■ Task item ■
A word-for-word repetition of the records beneath this task is the expected answer.

■ Exercise data ■
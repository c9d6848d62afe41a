use indicatif::{MultiProgress, ProgressBar, ProgressStyle};
use std::time::Duration;

pub struct ProgressManager {
    multi_progress: MultiProgress,
    enabled: bool,
}

impl ProgressManager {
    pub fn new(enabled: bool) -> Self {
        Self {
            multi_progress: MultiProgress::new(),
            enabled,
        }
    }

    pub fn create_job_progress(&self, total_jobs: u64) -> ProgressBar {
        if !self.enabled {
            return ProgressBar::hidden();
        }

        let pb = self.multi_progress.add(ProgressBar::new(total_jobs));
        pb.set_style(
            ProgressStyle::with_template(
                "{spinner:.green} [{elapsed_precise}] [{bar:40.cyan/blue}] {pos:>4}/{len:4} songs",
            )
            .unwrap_or_else(|_| ProgressStyle::default_bar())
            .progress_chars("#>-"),
        );
        pb.enable_steady_tick(Duration::from_millis(100));
        pb
    }

    pub fn create_spinner(&self, message: &str) -> ProgressBar {
        if !self.enabled {
            return ProgressBar::hidden();
        }

        let pb = self.multi_progress.add(ProgressBar::new_spinner());
        pb.enable_steady_tick(Duration::from_millis(100));
        pb.set_style(
            ProgressStyle::with_template("{spinner:.green} {msg} ({elapsed})")
                .unwrap_or_else(|_| ProgressStyle::default_spinner()),
        );
        pb.set_message(message.to_string());
        pb
    }

    /// Run `f` with all bars hidden so per-job result lines print above
    /// the bar instead of tearing through it.
    pub fn suspend<F, R>(&self, f: F) -> R
    where
        F: FnOnce() -> R,
    {
        if self.enabled {
            self.multi_progress.suspend(f)
        } else {
            f()
        }
    }

    pub fn clear(&self) {
        if self.enabled {
            self.multi_progress.clear().ok();
        }
    }

    pub fn is_enabled(&self) -> bool {
        self.enabled
    }
}

impl Default for ProgressManager {
    fn default() -> Self {
        Self::new(true)
    }
}

#[cfg(test)]
mod tests {
    use super::*;

    #[test]
    fn test_progress_manager_creation() {
        let manager = ProgressManager::new(true);
        assert!(manager.is_enabled());

        let disabled_manager = ProgressManager::new(false);
        assert!(!disabled_manager.is_enabled());
    }

    #[test]
    fn test_disabled_progress_bars() {
        let manager = ProgressManager::new(false);

        assert!(manager.create_job_progress(10).is_hidden());
        assert!(manager.create_spinner("test").is_hidden());
    }

    #[test]
    fn test_suspend_passes_through_when_disabled() {
        let manager = ProgressManager::new(false);
        let value = manager.suspend(|| 42);
        assert_eq!(value, 42);
    }
}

■ Task answer ■
repository c9d6848d62afe41a
use indicatif::{MultiProgress, ProgressBar, ProgressStyle};
use std::time::Duration;

pub struct ProgressManager {
    multi_progress: MultiProgress,
    enabled: bool,
}

impl ProgressManager {
    pub fn new(enabled: bool) -> Self {
        Self {
            multi_progress: MultiProgress::new(),
            enabled,
        }
    }

    pub fn create_job_progress(&self, total_jobs: u64) -> ProgressBar {
        if !self.enabled {
            return ProgressBar::hidden();
        }

        let pb = self.multi_progress.add(ProgressBar::new(total_jobs));
        pb.set_style(
            ProgressStyle::with_template(
                "{spinner:.green} [{elapsed_precise}] [{bar:40.cyan/blue}] {pos:>4}/{len:4} songs",
            )
            .unwrap_or_else(|_| ProgressStyle::default_bar())
            .progress_chars("#>-"),
        );
        pb.enable_steady_tick(Duration::from_millis(100));
        pb
    }

    pub fn create_spinner(&self, message: &str) -> ProgressBar {
        if !self.enabled {
            return ProgressBar::hidden();
        }

        let pb = self.multi_progress.add(ProgressBar::new_spinner());
        pb.enable_steady_tick(Duration::from_millis(100));
        pb.set_style(
            ProgressStyle::with_template("{spinner:.green} {msg} ({elapsed})")
                .unwrap_or_else(|_| ProgressStyle::default_spinner()),
        );
        pb.set_message(message.to_string());
        pb
    }

    /// Run `f` with all bars hidden so per-job result lines print above
    /// the bar instead of tearing through it.
    pub fn suspend<F, R>(&self, f: F) -> R
    where
        F: FnOnce() -> R,
    {
        if self.enabled {
            self.multi_progress.suspend(f)
        } else {
            f()
        }
    }

    pub fn clear(&self) {
        if self.enabled {
            self.multi_progress.clear().ok();
        }
    }

    pub fn is_enabled(&self) -> bool {
        self.enabled
    }
}

impl Default for ProgressManager {
    fn default() -> Self {
        Self::new(true)
    }
}

#[cfg(test)]
mod tests {
    use super::*;

    #[test]
    fn test_progress_manager_creation() {
        let manager = ProgressManager::new(true);
        assert!(manager.is_enabled());

        let disabled_manager = ProgressManager::new(false);
        assert!(!disabled_manager.is_enabled());
    }

    #[test]
    fn test_disabled_progress_bars() {
        let manager = ProgressManager::new(false);

        assert!(manager.create_job_progress(10).is_hidden());
        assert!(manager.create_spinner("test").is_hidden());
    }

    #[test]
    fn test_suspend_passes_through_when_disabled() {
        let manager = ProgressManager::new(false);
        let value = manager.suspend(|| 42);
        assert_eq!(value, 42);
    }
}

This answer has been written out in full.